Rewant Ruia is one of the ultimate beneficiaries and owners of a shareholder of Numetal — one of Essar Steel’s bidders — through various holding companies and trusts, Essar Steel’s resolution professional Satish Kumar Gupta has told the Ahmedabad Bench of the National Company Law Tribunal (NCLT). According to the NCLT’s order, in a case filed by Numetal and ArcelorMittal challenging their ineligibility to bid for Essar Steel, the RP has informed the court that Numetal “is nothing but a newly-incorporated joint venture between Aurora Enterprises, Crinium Bay, Indo International Ltd and Tyazhpromexport through which its shareholders have the resolution plan”.
“The applicant has not submitted any agreement or understanding among parties to substantiate the averment that AEL/Rewant Ruia has no management rights, special rights, or the ability to participate in the management of the applicant either currently or going forward,” Gupta said. He added that the applicant (Numetal) was incorporated on October 13, 2017, for the purposes of submission of the resolution plan. According to him, at the time of incorporation of the company, its entire shareholding was held by Aurora Enterprises Ltd (AEL), which was in turn held entirely by Aurora Holdings Ltd, which was in turn held entirely by Rewant Ruia (through a trust and another holding company).
Further, on October 18, 2017, AEL transferred 26.1% of its shareholding in the applicant to Essar Communications (ECL) and on October 20, 2017, Numetal submitted its expression of interest (seven days after its incorporation) pursuant to the advertisement.

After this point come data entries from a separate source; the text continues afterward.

//! Error types for query building and execution.

use std::sync::Arc;

use thiserror::Error;

/// Errors raised while registering clauses, compiling statements, or talking
/// to the connection.
#[derive(Debug, Clone, Error)]
pub enum QueryError {
    /// The operator is not part of the grammar's legal set.
    #[error("invalid operator: `{0}`")]
    InvalidOperator(String),

    /// A null value was compared with something other than `=`, `!=` or `<>`.
    #[error("invalid operator `{operator}` for null value on `{column}`")]
    NullComparison {
        /// Column the comparison was registered on.
        column: String,
        /// Offending operator.
        operator: String,
    },

    /// An `in`/`not in` expression received a scalar, or a scalar comparison
    /// received a list.
    #[error("invalid operand for `{column} {operator}`")]
    InvalidOperand {
        /// Column the comparison was registered on.
        column: String,
        /// Operator of the comparison.
        operator: String,
    },

    /// Insert was requested without any column to insert.
    #[error("insert into `{0}` has no parameters")]
    EmptyInsert(String),

    /// Update was requested without any column to set.
    #[error("update of `{0}` has no parameters")]
    EmptyUpdate(String),

    /// Update without any where clause while strict mode is enabled.
    #[error("refusing to update `{0}` without any condition in strict mode")]
    UnconditionalUpdate(String),

    /// Error reported by the underlying connection.
    #[error("connection error: {0}")]
    Connection(#[source] Arc<dyn std::error::Error + Send + Sync>),
}

impl QueryError {
    /// Wraps an error coming from a connection implementation.
    pub fn connection<E>(err: E) -> Self
    where
        E: std::error::Error + Send + Sync + 'static,
    {
        Self::Connection(Arc::new(err))
    }
}

/// Result type alias for query operations.
pub type Result<T> = std::result::Result<T, QueryError>;
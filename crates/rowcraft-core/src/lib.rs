//! # rowcraft-core
//!
//! An injection-safe SQL query builder with dialect grammars and explicit
//! record mapping.
//!
//! This crate provides:
//! - A chainable [`Query`] builder compiling select, insert, update and
//!   delete statements through a dialect [`Grammar`]
//! - Escaping of every identifier and literal inlined into statement text
//! - A [`Record`] trait with a process-wide, per-type field index cache
//! - A row materializer turning raw result rows into typed records
//!
//! ## Building Queries
//!
//! ```rust
//! use rowcraft_core::{Connection, GenericGrammar, Grammar, Query, Result, Row};
//!
//! struct Offline;
//!
//! impl Connection for Offline {
//!     fn grammar(&self) -> &dyn Grammar {
//!         &GenericGrammar
//!     }
//!     fn execute(&self, _sql: &str) -> Result<()> {
//!         Ok(())
//!     }
//!     fn fetch(&self, _sql: &str) -> Result<Vec<Row>> {
//!         Ok(Vec::new())
//!     }
//!     fn last_insert_rowid(&self) -> Result<i64> {
//!         Ok(0)
//!     }
//! }
//!
//! let conn = Offline;
//! let sql = Query::<Row>::new(&conn, "user")
//!     .where_eq("deleted_at", None::<i64>)
//!     .where_in("role", ["admin", "staff"])
//!     .to_sql()
//!     .unwrap();
//!
//! assert_eq!(
//!     sql,
//!     "select * from `user` where `deleted_at` is null and `role` in ('admin', 'staff')"
//! );
//! ```
//!
//! ## SQL Injection Prevention
//!
//! Statements are plain text with inlined literals. Identifiers are wrapped
//! in backticks and text literals have their single quotes doubled:
//!
//! ```rust
//! use rowcraft_core::escape::{safe_literal, safe_name};
//! use rowcraft_core::SqlValue;
//!
//! let user_input = SqlValue::Text(String::from("'; DROP TABLE users; --"));
//! assert_eq!(safe_literal(&user_input), "'''; DROP TABLE users; --'");
//! assert_eq!(safe_name("users.name"), "`users`.`name`");
//! ```
//!
//! Raw clauses (`where_raw`, `select_raw`, `order_by_raw`, ...) are emitted
//! unescaped and must never carry user input.

pub mod clause;
pub mod connection;
pub mod error;
pub mod escape;
pub mod grammar;
pub mod materialize;
pub mod query;
pub mod record;
pub mod value;

pub use clause::{Direction, Expression, Join, JoinType, Joiner, Logic};
pub use connection::{Connection, Row};
pub use error::{QueryError, Result};
pub use grammar::{GenericGrammar, Grammar, UNSET};
pub use materialize::{materialize, materialize_all};
pub use query::Query;
pub use record::{field_index, ColumnInfo, FieldError, FieldIndex, FieldKind, FieldValue, Record};
pub use value::{make_db_value, Params, SqlValue, ToSqlValue};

“I understand that ECL transferred its entire shareholding in the applicant to one Crinium Bay Holdings Ltd, which is an indirect wholly owned subsidiary of VTB Bank, and AEL transferred its 13.9% shareholding to Crinium Bay, 25.1% shareholding to
Indo International Ltd and 9.9% to Tyazhpromexport,” Gupta said.
According to the RP, on the date of submission of the Numetal Resolution plan, (Feb 12, 2018), the shareholding of the applicant was: 40% held by Crinium Bay, 25.1% held by Indo International Ltd, 9.9% by Tyazhpromexport and 25% by AEL. Numetal, he explained, by itself does not meet the financial eligibility criteria and is relying on its shareholders’ strength for satisfying the requirements of the process documents. At the stage of submission of EoI, he added, it met the tangible net worth requirement prescribed under the advertisement by relying on the net worth of ECL and for purposes of the Numetal Resolution Plan, it satisfies the minimum tangible net worth criteria on account of Crinium Bay.
He added that Ravi Ruia, father of Rewant Ruia, was the promoter of the Essar Steel, which was classified as a non-performing asset (NPA) more than one year prior to commencement of the corporate insolvency resolution process (CIRP) on August 2, 2017. “In the light of the fact that Rewant Ruia (who is acting jointly with the other shareholders of the applicant for the purposes of submission of the Resolution Plan and is deemed to be acting in concert with Ravi Ruia) is ineligible under Section 29A of the Code,” he said.
Earlier this week, the Ahmedabad bench of the NCLT had asked the committee of creditors (CoC) to reconsider the bids of ArcelorMittal and Numetal for Essar Steel made in the first round. The two competing bidders had also participated in the second round with Numetal teaming up with JSW Steel.